Growing corn and soybeans is important, as about 75% of all grocery store items contain corn of some kinds and both corn and soybeans are used for animal feed.

But Prokopy said limited markets for those crops have forced farmers to grow their operations to sell enough to earn a profit. That has caused a series of problems for individual farmers, including increasing farm bankruptcies, declining farm employment and climbing farmer suicide rates.

According to the U.S. Department of Agriculture, before the COVID-19 crisis, net farm income in the U.S. was expected to increase by $3.1 billion in 2020. At the same time, the average net cash farm income was expected to decrease nearly 9% even before the pandemic drove crop prices down.

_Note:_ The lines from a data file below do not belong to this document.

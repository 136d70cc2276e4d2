pub mod completion;
pub mod handlers;
pub mod queries;
pub mod stats;
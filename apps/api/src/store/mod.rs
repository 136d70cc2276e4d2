//! CSV data store. Every table is a flat file that is read whole and
//! rewritten whole. Rewrites land in a temp file that is renamed over the
//! target, and writers inside this process take a shared lock so that a
//! read-modify-write cannot interleave with another one.

use std::fs::File;
use std::path::{Path, PathBuf};
use std::sync::{Arc, Mutex, MutexGuard};

use serde::{de::DeserializeOwned, Serialize};
use tempfile::NamedTempFile;
use thiserror::Error;
use tracing::debug;

/// The tables backing the service, one CSV file each.
#[derive(Debug, Clone, Copy, PartialEq, Eq)]
pub enum Table {
    WorkOrders,
    Technicians,
    WorkStatusTypes,
    WorkStatusLogs,
    CompletionNotes,
    HoldNotes,
    StatusLogChat,
}

impl Table {
    pub fn file_name(self) -> &'static str {
        match self {
            Table::WorkOrders => "work_orders.csv",
            Table::Technicians => "technicians.csv",
            Table::WorkStatusTypes => "work_status_types.csv",
            Table::WorkStatusLogs => "work_status_logs.csv",
            Table::CompletionNotes => "completion_notes.csv",
            Table::HoldNotes => "hold_notes.csv",
            Table::StatusLogChat => "status_log_chat.csv",
        }
    }
}

#[derive(Debug, Error)]
pub enum StoreError {
    #[error("I/O error on {path}: {source}")]
    Io {
        path: String,
        #[source]
        source: std::io::Error,
    },

    #[error("CSV error in {path}: {source}")]
    Csv {
        path: String,
        #[source]
        source: csv::Error,
    },

    #[error("Store task failed: {0}")]
    Task(String),
}

impl StoreError {
    fn io(path: &Path, source: std::io::Error) -> Self {
        StoreError::Io {
            path: path.display().to_string(),
            source,
        }
    }

    fn csv(path: &Path, source: csv::Error) -> Self {
        StoreError::Csv {
            path: path.display().to_string(),
            source,
        }
    }
}

/// Rows carrying a store-assigned integer id.
pub trait Record {
    fn id(&self) -> u64;
}

/// Handle to the CSV directory. Cheap to clone; clones share the write lock.
#[derive(Clone)]
pub struct CsvStore {
    data_dir: Arc<PathBuf>,
    write_lock: Arc<Mutex<()>>,
}

impl CsvStore {
    pub fn new(data_dir: impl Into<PathBuf>) -> Self {
        Self {
            data_dir: Arc::new(data_dir.into()),
            write_lock: Arc::new(Mutex::new(())),
        }
    }

    pub fn data_dir(&self) -> &Path {
        &self.data_dir
    }

    pub fn path(&self, table: Table) -> PathBuf {
        self.data_dir.join(table.file_name())
    }

    /// Reads every row of `table`. A missing file is an empty table.
    pub fn read_all<T: DeserializeOwned>(&self, table: Table) -> Result<Vec<T>, StoreError> {
        let path = self.path(table);
        if !path.exists() {
            return Ok(Vec::new());
        }

        let file = File::open(&path).map_err(|e| StoreError::io(&path, e))?;
        let mut reader = csv::Reader::from_reader(file);
        let mut rows = Vec::new();
        for row in reader.deserialize() {
            rows.push(row.map_err(|e| StoreError::csv(&path, e))?);
        }
        debug!("Read {} rows from {}", rows.len(), path.display());
        Ok(rows)
    }

    /// Replaces the whole content of `table` with `rows`. Used to seed tables.
    #[cfg(test)]
    pub fn write_all<T: Serialize>(&self, table: Table, rows: &[T]) -> Result<(), StoreError> {
        let _guard = self.lock();
        self.rewrite(table, rows)
    }

    /// Highest existing id plus one, or 1 for an empty table.
    #[cfg(test)]
    pub fn next_id<T>(&self, table: Table) -> Result<u64, StoreError>
    where
        T: Record + DeserializeOwned,
    {
        let rows: Vec<T> = self.read_all(table)?;
        Ok(next_id_of(&rows))
    }

    /// Assigns the next id and appends the row built from it, all under the
    /// write lock so concurrent inserts cannot reuse an id.
    pub fn insert_with_id<T, F>(&self, table: Table, build: F) -> Result<T, StoreError>
    where
        T: Record + Serialize + DeserializeOwned + Clone,
        F: FnOnce(u64) -> T,
    {
        self.update(table, |rows: &mut Vec<T>| {
            let row = build(next_id_of(rows));
            rows.push(row.clone());
            row
        })
    }

    /// Read-modify-write of a whole table under the write lock.
    pub fn update<T, R, F>(&self, table: Table, mutate: F) -> Result<R, StoreError>
    where
        T: Serialize + DeserializeOwned,
        F: FnOnce(&mut Vec<T>) -> R,
    {
        let _guard = self.lock();
        let mut rows = self.read_all(table)?;
        let out = mutate(&mut rows);
        self.rewrite(table, &rows)?;
        Ok(out)
    }

    /// Runs synchronous store work on tokio's blocking pool so file IO and
    /// the write lock stay off the async workers.
    pub async fn blocking<T, E, F>(&self, work: F) -> Result<T, E>
    where
        F: FnOnce(&CsvStore) -> Result<T, E> + Send + 'static,
        T: Send + 'static,
        E: From<StoreError> + Send + 'static,
    {
        let store = self.clone();
        tokio::task::spawn_blocking(move || work(&store))
            .await
            .map_err(|e| StoreError::Task(e.to_string()))?
    }

    fn lock(&self) -> MutexGuard<'_, ()> {
        self.write_lock
            .lock()
            .unwrap_or_else(|poisoned| poisoned.into_inner())
    }

    fn rewrite<T: Serialize>(&self, table: Table, rows: &[T]) -> Result<(), StoreError> {
        let path = self.path(table);
        std::fs::create_dir_all(self.data_dir.as_path())
            .map_err(|e| StoreError::io(self.data_dir.as_path(), e))?;

        let tmp = NamedTempFile::new_in(self.data_dir.as_path())
            .map_err(|e| StoreError::io(self.data_dir.as_path(), e))?;
        {
            let mut writer = csv::Writer::from_writer(tmp.as_file());
            for row in rows {
                writer.serialize(row).map_err(|e| StoreError::csv(&path, e))?;
            }
            writer.flush().map_err(|e| StoreError::io(&path, e))?;
        }
        tmp.persist(&path)
            .map_err(|e| StoreError::io(&path, e.error))?;

        debug!("Wrote {} rows to {}", rows.len(), path.display());
        Ok(())
    }
}

fn next_id_of<T: Record>(rows: &[T]) -> u64 {
    rows.iter().map(Record::id).max().map_or(1, |max| max + 1)
}

#[cfg(test)]
mod tests {
    use super::*;
    use serde::Deserialize;
    use tempfile::TempDir;

    #[derive(Debug, Clone, PartialEq, Serialize, Deserialize)]
    struct Row {
        id: u64,
        name: String,
    }

    impl Record for Row {
        fn id(&self) -> u64 {
            self.id
        }
    }

    fn row(id: u64, name: &str) -> Row {
        Row {
            id,
            name: name.to_string(),
        }
    }

    #[test]
    fn test_missing_file_reads_empty() {
        let dir = TempDir::new().unwrap();
        let store = CsvStore::new(dir.path());
        let rows: Vec<Row> = store.read_all(Table::HoldNotes).unwrap();
        assert!(rows.is_empty());
    }

    #[test]
    fn test_next_id_starts_at_one() {
        let dir = TempDir::new().unwrap();
        let store = CsvStore::new(dir.path());
        assert_eq!(store.next_id::<Row>(Table::HoldNotes).unwrap(), 1);
    }

    #[test]
    fn test_next_id_follows_highest_not_count() {
        let dir = TempDir::new().unwrap();
        let store = CsvStore::new(dir.path());
        store
            .write_all(Table::HoldNotes, &[row(3, "a"), row(7, "b")])
            .unwrap();
        assert_eq!(store.next_id::<Row>(Table::HoldNotes).unwrap(), 8);
    }

    #[test]
    fn test_insert_keeps_existing_rows() {
        let dir = TempDir::new().unwrap();
        let store = CsvStore::new(dir.path());
        store.write_all(Table::HoldNotes, &[row(4, "first")]).unwrap();
        store
            .insert_with_id(Table::HoldNotes, |id| row(id, "second, with comma"))
            .unwrap();

        let rows: Vec<Row> = store.read_all(Table::HoldNotes).unwrap();
        assert_eq!(rows, vec![row(4, "first"), row(5, "second, with comma")]);
    }

    #[test]
    fn test_concurrent_inserts_get_distinct_ids() {
        let dir = TempDir::new().unwrap();
        let store = CsvStore::new(dir.path());
        let writers = 16;

        let handles: Vec<_> = (0..writers)
            .map(|n| {
                let store = store.clone();
                std::thread::spawn(move || {
                    store
                        .insert_with_id(Table::HoldNotes, |id| row(id, &format!("writer {n}")))
                        .unwrap()
                        .id
                })
            })
            .collect();
        let mut ids: Vec<u64> = handles.into_iter().map(|h| h.join().unwrap()).collect();
        ids.sort_unstable();

        assert_eq!(ids, (1..=writers as u64).collect::<Vec<_>>());
        let rows: Vec<Row> = store.read_all(Table::HoldNotes).unwrap();
        assert_eq!(rows.len(), writers);
    }

    #[tokio::test]
    async fn test_blocking_runs_store_work() {
        let dir = TempDir::new().unwrap();
        let store = CsvStore::new(dir.path());
        let inserted = store
            .blocking(|s| s.insert_with_id(Table::HoldNotes, |id| row(id, "a")))
            .await
            .unwrap();
        assert_eq!(inserted.id, 1);

        let rows: Vec<Row> = store
            .blocking(|s| s.read_all(Table::HoldNotes))
            .await
            .unwrap();
        assert_eq!(rows, vec![row(1, "a")]);
    }

    #[test]
    fn test_insert_with_id_assigns_sequential_ids() {
        let dir = TempDir::new().unwrap();
        let store = CsvStore::new(dir.path());
        let a = store
            .insert_with_id(Table::HoldNotes, |id| row(id, "a"))
            .unwrap();
        let b = store
            .insert_with_id(Table::HoldNotes, |id| row(id, "b"))
            .unwrap();
        assert_eq!((a.id, b.id), (1, 2));
    }

    #[test]
    fn test_update_returns_closure_result() {
        let dir = TempDir::new().unwrap();
        let store = CsvStore::new(dir.path());
        store.write_all(Table::HoldNotes, &[row(1, "old")]).unwrap();

        let found = store
            .update(Table::HoldNotes, |rows: &mut Vec<Row>| {
                rows.iter_mut()
                    .find(|r| r.id == 1)
                    .map(|r| r.name = "new".to_string())
                    .is_some()
            })
            .unwrap();

        assert!(found);
        let rows: Vec<Row> = store.read_all(Table::HoldNotes).unwrap();
        assert_eq!(rows[0].name, "new");
    }

    #[test]
    fn test_write_creates_data_dir() {
        let dir = TempDir::new().unwrap();
        let nested = dir.path().join("Database");
        let store = CsvStore::new(&nested);
        store.write_all(Table::HoldNotes, &[row(1, "a")]).unwrap();
        assert!(nested.join("hold_notes.csv").exists());
    }

    #[test]
    fn test_malformed_row_is_csv_error() {
        let dir = TempDir::new().unwrap();
        let store = CsvStore::new(dir.path());
        std::fs::write(store.path(Table::HoldNotes), "id,name\nnot-a-number,x\n").unwrap();
        let err = store.read_all::<Row>(Table::HoldNotes).unwrap_err();
        assert!(matches!(err, StoreError::Csv { .. }));
    }
}
pub mod chat;
pub mod handlers;
pub mod submission;
//! Model-backed judging for evaluation runs: semantic similarity between an
//! expected and a generated follow-up question, and simulated technician
//! answers for multi-turn hold conversations.

use std::time::Duration;

use anyhow::{anyhow, bail, Context, Result};
use reqwest::Client;
use serde::Deserialize;
use serde_json::json;
use tracing::warn;

const ANTHROPIC_BASE_URL: &str = "https://api.anthropic.com";
const ANTHROPIC_VERSION: &str = "2023-06-01";
const GRADER_MODEL: &str = "claude-haiku-4-5";
const GRADE_ATTEMPTS: usize = 2;
const REQUEST_TIMEOUT_SECS: u64 = 60;

/// Fallback when no model is available to play the technician.
pub const NO_ANSWER: &str = "Unable to generate response at this time.";

#[derive(Debug, Deserialize)]
struct MessagesResponse {
    content: Vec<ContentBlock>,
}

#[derive(Debug, Deserialize)]
struct ContentBlock {
    #[serde(rename = "type")]
    block_type: String,
    text: Option<String>,
}

/// What the simulated technician knows when answering a hold follow-up.
#[derive(Debug, Clone, Copy)]
pub struct HoldAnswerContext<'a> {
    pub hold_reason: &'a str,
    pub hold_reason_type: &'a str,
    pub work_order_description: &'a str,
    pub plant: &'a str,
}

pub struct Grader {
    client: Client,
    api_key: Option<String>,
    messages_url: String,
}

impl Grader {
    pub fn new(api_key: Option<String>) -> Result<Self> {
        Self::with_base_url(api_key, ANTHROPIC_BASE_URL)
    }

    pub fn with_base_url(api_key: Option<String>, base_url: &str) -> Result<Self> {
        if api_key.is_none() {
            warn!("ANTHROPIC_API_KEY not set; similarity scores will be 0 and answers canned");
        }
        Ok(Self {
            client: Client::builder()
                .timeout(Duration::from_secs(REQUEST_TIMEOUT_SECS))
                .build()
                .context("Failed to build grader HTTP client")?,
            api_key,
            messages_url: format!("{}/v1/messages", base_url.trim_end_matches('/')),
        })
    }

    /// Similarity in `[0, 1]`. Any failure scores 0 so the run stays strict.
    pub async fn similarity(&self, expected: &str, generated: &str) -> f64 {
        let prompt = format!(
            "You are a strict grader. Compare two follow-up questions. \
             Output only one number from 0 to 100 representing semantic similarity in meaning.\n\
             Expected: {expected}\n\
             Generated: {generated}\n\
             Answer in percentage format. Example: 90, or 10, or 20\n\
             Answer:"
        );
        for attempt in 1..=GRADE_ATTEMPTS {
            match self.complete(&prompt, 10, 0.0).await {
                Ok(text) => match parse_score(&text) {
                    Some(score) => return score,
                    None => warn!("Grader reply {text:?} has no score (attempt {attempt})"),
                },
                Err(e) => warn!("Grader call failed (attempt {attempt}): {e:#}"),
            }
        }
        0.0
    }

    /// A short, realistic technician reply to a hold follow-up question.
    pub async fn technician_answer(&self, ctx: HoldAnswerContext<'_>, question: &str) -> String {
        let prompt = format!(
            "You are a field technician responding to a follow-up question about a work order hold.\n\n\
             CONTEXT:\n\
             Work Order Description: {}\n\
             Plant: {}\n\
             Hold Reason Type: {}\n\
             Original Hold Reason: {}\n\n\
             FOLLOW-UP QUESTION: {question}\n\n\
             Write a concise reply of 2-3 sentences that answers the question directly, \
             uses the right terminology for the equipment, and gives specific details \
             where possible, in a professional but informal tone.\n\nResponse:",
            ctx.work_order_description, ctx.plant, ctx.hold_reason_type, ctx.hold_reason
        );
        match self.complete(&prompt, 150, 0.7).await {
            Ok(text) if !text.trim().is_empty() => text.trim().to_string(),
            Ok(_) => NO_ANSWER.to_string(),
            Err(e) => {
                warn!("Technician answer generation failed: {e:#}");
                NO_ANSWER.to_string()
            }
        }
    }

    async fn complete(&self, prompt: &str, max_tokens: u32, temperature: f32) -> Result<String> {
        let api_key = self
            .api_key
            .as_deref()
            .ok_or_else(|| anyhow!("no API key configured"))?;
        let response = self
            .client
            .post(&self.messages_url)
            .header("x-api-key", api_key)
            .header("anthropic-version", ANTHROPIC_VERSION)
            .json(&json!({
                "model": GRADER_MODEL,
                "max_tokens": max_tokens,
                "temperature": temperature,
                "messages": [{"role": "user", "content": prompt}],
            }))
            .send()
            .await?;

        let status = response.status();
        if !status.is_success() {
            bail!("grader API returned {status}");
        }
        let body: MessagesResponse = response.json().await?;
        body.content
            .into_iter()
            .find(|b| b.block_type == "text")
            .and_then(|b| b.text)
            .ok_or_else(|| anyhow!("grader returned no text"))
    }
}

/// First number of up to three digits in `text`, as a fraction of 100.
pub fn parse_score(text: &str) -> Option<f64> {
    let start = text.find(|c: char| c.is_ascii_digit())?;
    let digits: String = text[start..]
        .chars()
        .take_while(char::is_ascii_digit)
        .take(3)
        .collect();
    let score: f64 = digits.parse().ok()?;
    Some(score.clamp(0.0, 100.0) / 100.0)
}

#[cfg(test)]
mod tests {
    use super::*;
    use wiremock::matchers::{header, method, path};
    use wiremock::{Mock, MockServer, ResponseTemplate};

    #[test]
    fn test_parse_score() {
        assert_eq!(parse_score("85"), Some(0.85));
        assert_eq!(parse_score("Similarity: 70%"), Some(0.7));
        assert_eq!(parse_score("100.0"), Some(1.0));
        assert_eq!(parse_score("4500"), Some(1.0));
        assert_eq!(parse_score("no idea"), None);
    }

    #[tokio::test]
    async fn test_without_key_scores_zero() {
        let grader = Grader::new(None).unwrap();
        assert_eq!(grader.similarity("a", "a").await, 0.0);
    }

    #[tokio::test]
    async fn test_similarity_from_model_reply() {
        let server = MockServer::start().await;
        Mock::given(method("POST"))
            .and(path("/v1/messages"))
            .and(header("x-api-key", "grader-key"))
            .respond_with(ResponseTemplate::new(200).set_body_json(json!({
                "content": [{"type": "text", "text": "72"}]
            })))
            .expect(1)
            .mount(&server)
            .await;

        let grader =
            Grader::with_base_url(Some("grader-key".to_string()), &server.uri()).unwrap();
        let score = grader
            .similarity("Which fault code?", "What fault code was shown?")
            .await;
        assert!((score - 0.72).abs() < f64::EPSILON);
    }

    #[tokio::test]
    async fn test_unparseable_replies_score_zero_after_retries() {
        let server = MockServer::start().await;
        Mock::given(method("POST"))
            .and(path("/v1/messages"))
            .respond_with(ResponseTemplate::new(200).set_body_json(json!({
                "content": [{"type": "text", "text": "similar"}]
            })))
            .expect(GRADE_ATTEMPTS as u64)
            .mount(&server)
            .await;

        let grader = Grader::with_base_url(Some("k".to_string()), &server.uri()).unwrap();
        assert_eq!(grader.similarity("a", "b").await, 0.0);
    }
}
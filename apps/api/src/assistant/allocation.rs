//! Work status allocation: how a technician's time on one log entry splits
//! across work status types.

use std::collections::BTreeMap;

use serde::{Deserialize, Serialize};

/// Shares at or below this percentage are ignored when building prompts.
pub const SIGNIFICANT_SHARE_PCT: f64 = 10.0;

/// Either a single status name (100% of the time) or a map of status name
/// to percentage. Percentages may also arrive as `{"percentage": 40}`.
#[derive(Debug, Clone, PartialEq, Serialize, Deserialize)]
#[serde(untagged)]
pub enum WorkStatusInput {
    Single(String),
    Allocation(BTreeMap<String, AllocationValue>),
}

#[derive(Debug, Clone, PartialEq, Serialize, Deserialize)]
#[serde(untagged)]
pub enum AllocationValue {
    Percent(f64),
    Detailed { percentage: f64 },
}

impl AllocationValue {
    pub fn percentage(&self) -> f64 {
        match self {
            AllocationValue::Percent(p) => *p,
            AllocationValue::Detailed { percentage } => *percentage,
        }
    }
}

#[derive(Debug, Clone, PartialEq)]
pub struct StatusShare {
    pub status: String,
    pub percentage: f64,
}

impl WorkStatusInput {
    pub fn shares(&self) -> Vec<StatusShare> {
        match self {
            WorkStatusInput::Single(status) => vec![StatusShare {
                status: status.trim().to_string(),
                percentage: 100.0,
            }],
            WorkStatusInput::Allocation(map) => map
                .iter()
                .map(|(status, value)| StatusShare {
                    status: status.trim().to_string(),
                    percentage: value.percentage(),
                })
                .collect(),
        }
    }

    /// Shares above `SIGNIFICANT_SHARE_PCT`, in status-name order.
    pub fn significant_shares(&self) -> Vec<StatusShare> {
        self.shares()
            .into_iter()
            .filter(|s| s.percentage > SIGNIFICANT_SHARE_PCT)
            .collect()
    }

    /// Checks names and percentages. Returns a human-readable reason on failure.
    pub fn validate(&self) -> Result<(), String> {
        let shares = self.shares();
        if shares.is_empty() {
            return Err("work_status must name at least one status".to_string());
        }
        if shares.iter().any(|s| s.status.is_empty()) {
            return Err("work_status names cannot be empty".to_string());
        }
        if let Some(bad) = shares
            .iter()
            .find(|s| !s.percentage.is_finite() || !(0.0..=100.0).contains(&s.percentage))
        {
            return Err(format!(
                "percentage for '{}' must be between 0 and 100",
                bad.status
            ));
        }
        if self.significant_shares().is_empty() {
            return Err(format!(
                "work_status must allocate more than {SIGNIFICANT_SHARE_PCT}% to at least one status"
            ));
        }
        Ok(())
    }

    /// One `Status - N%` line per significant share.
    pub fn contribution_summary(&self) -> String {
        self.significant_shares()
            .iter()
            .map(|s| format!("{} - {}%", s.status, s.percentage))
            .collect::<Vec<_>>()
            .join("\n")
    }

    /// The form stored in the `work_status` CSV column.
    pub fn to_storage_string(&self) -> String {
        match self {
            WorkStatusInput::Single(status) => status.trim().to_string(),
            WorkStatusInput::Allocation(_) => serde_json::to_string(self).unwrap_or_default(),
        }
    }

    /// Inverse of `to_storage_string`; anything that is not a JSON object
    /// is a single status name.
    pub fn from_storage_string(raw: &str) -> Self {
        let raw = raw.trim();
        if raw.starts_with('{') {
            if let Ok(parsed) = serde_json::from_str::<WorkStatusInput>(raw) {
                return parsed;
            }
        }
        WorkStatusInput::Single(raw.to_string())
    }
}

#[cfg(test)]
mod tests {
    use super::*;

    fn parse(json: &str) -> WorkStatusInput {
        serde_json::from_str(json).unwrap()
    }

    #[test]
    fn test_single_status_is_full_share() {
        let input = parse(r#""Troubleshooting""#);
        assert_eq!(
            input.shares(),
            vec![StatusShare {
                status: "Troubleshooting".to_string(),
                percentage: 100.0
            }]
        );
    }

    #[test]
    fn test_allocation_accepts_plain_and_detailed_values() {
        let input = parse(r#"{"Troubleshooting": 60, "Work": {"percentage": 40}}"#);
        let shares = input.shares();
        assert_eq!(shares.len(), 2);
        assert_eq!(shares[0].percentage, 60.0);
        assert_eq!(shares[1].percentage, 40.0);
    }

    #[test]
    fn test_small_shares_are_dropped() {
        let input = parse(r#"{"Delay": 10, "Work": 90}"#);
        let significant = input.significant_shares();
        assert_eq!(significant.len(), 1);
        assert_eq!(significant[0].status, "Work");
    }

    #[test]
    fn test_contribution_summary_lists_significant_shares() {
        let input = parse(r#"{"Training": 5, "Troubleshooting": 60, "Work": 35}"#);
        assert_eq!(
            input.contribution_summary(),
            "Troubleshooting - 60%\nWork - 35%"
        );
    }

    #[test]
    fn test_validate_rejects_all_insignificant() {
        let input = parse(r#"{"Delay": 5, "Work": 10}"#);
        assert!(input.validate().unwrap_err().contains("more than 10%"));
    }

    #[test]
    fn test_validate_rejects_out_of_range() {
        let input = parse(r#"{"Work": 140}"#);
        assert!(input.validate().is_err());
    }

    #[test]
    fn test_validate_rejects_blank_name() {
        assert!(parse(r#""  ""#).validate().is_err());
    }

    #[test]
    fn test_storage_string_round_trip_for_allocation() {
        let input = parse(r#"{"Troubleshooting": 60, "Work": 40}"#);
        let stored = input.to_storage_string();
        assert_eq!(WorkStatusInput::from_storage_string(&stored), input);
    }

    #[test]
    fn test_storage_string_for_single_is_plain_name() {
        let input = parse(r#""Warranty_Support""#);
        assert_eq!(input.to_storage_string(), "Warranty_Support");
        assert_eq!(
            WorkStatusInput::from_storage_string("Warranty_Support"),
            input
        );
    }
}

More farmers have had to take out loans to expand to keep above the profit margin or continue operating their farm. Because of that and other factors, farm debt is expected to increase by $9.7 billion in the U.S. this year. Farmers may be having difficulties keeping up with those loans, as bankers said they have already seen a decline in the rate of loan repayment.

In 2019, the number of farmers filing for Chapter 12 bankruptcy nationwide rose by 24%. The American Farm Bureau Federation found that more farmers filed for bankruptcy in the Midwest than in any other region of the U.S., although Indiana actually saw a decrease in the number of farmers that declared Chapter 12 bankruptcy between 2018 and 2019.

Source - American Farm Bureau Federation

“I have a huge amount of respect for the corn and soybean farmers that I work with,” said Prokopy. “It’s tough, and it’s hard. We’ve seen increasing farmer suicides. We’ve certainly seen the deterioration of many rural communities as many people have left their localities as farms have gotten larger and there’s less need for farmworkers.”

Researchers found that between 1992 and 2010, farmers had a suicide rate above all other occupations, and self-employed farmers were even more at risk for suicide due to financial stress.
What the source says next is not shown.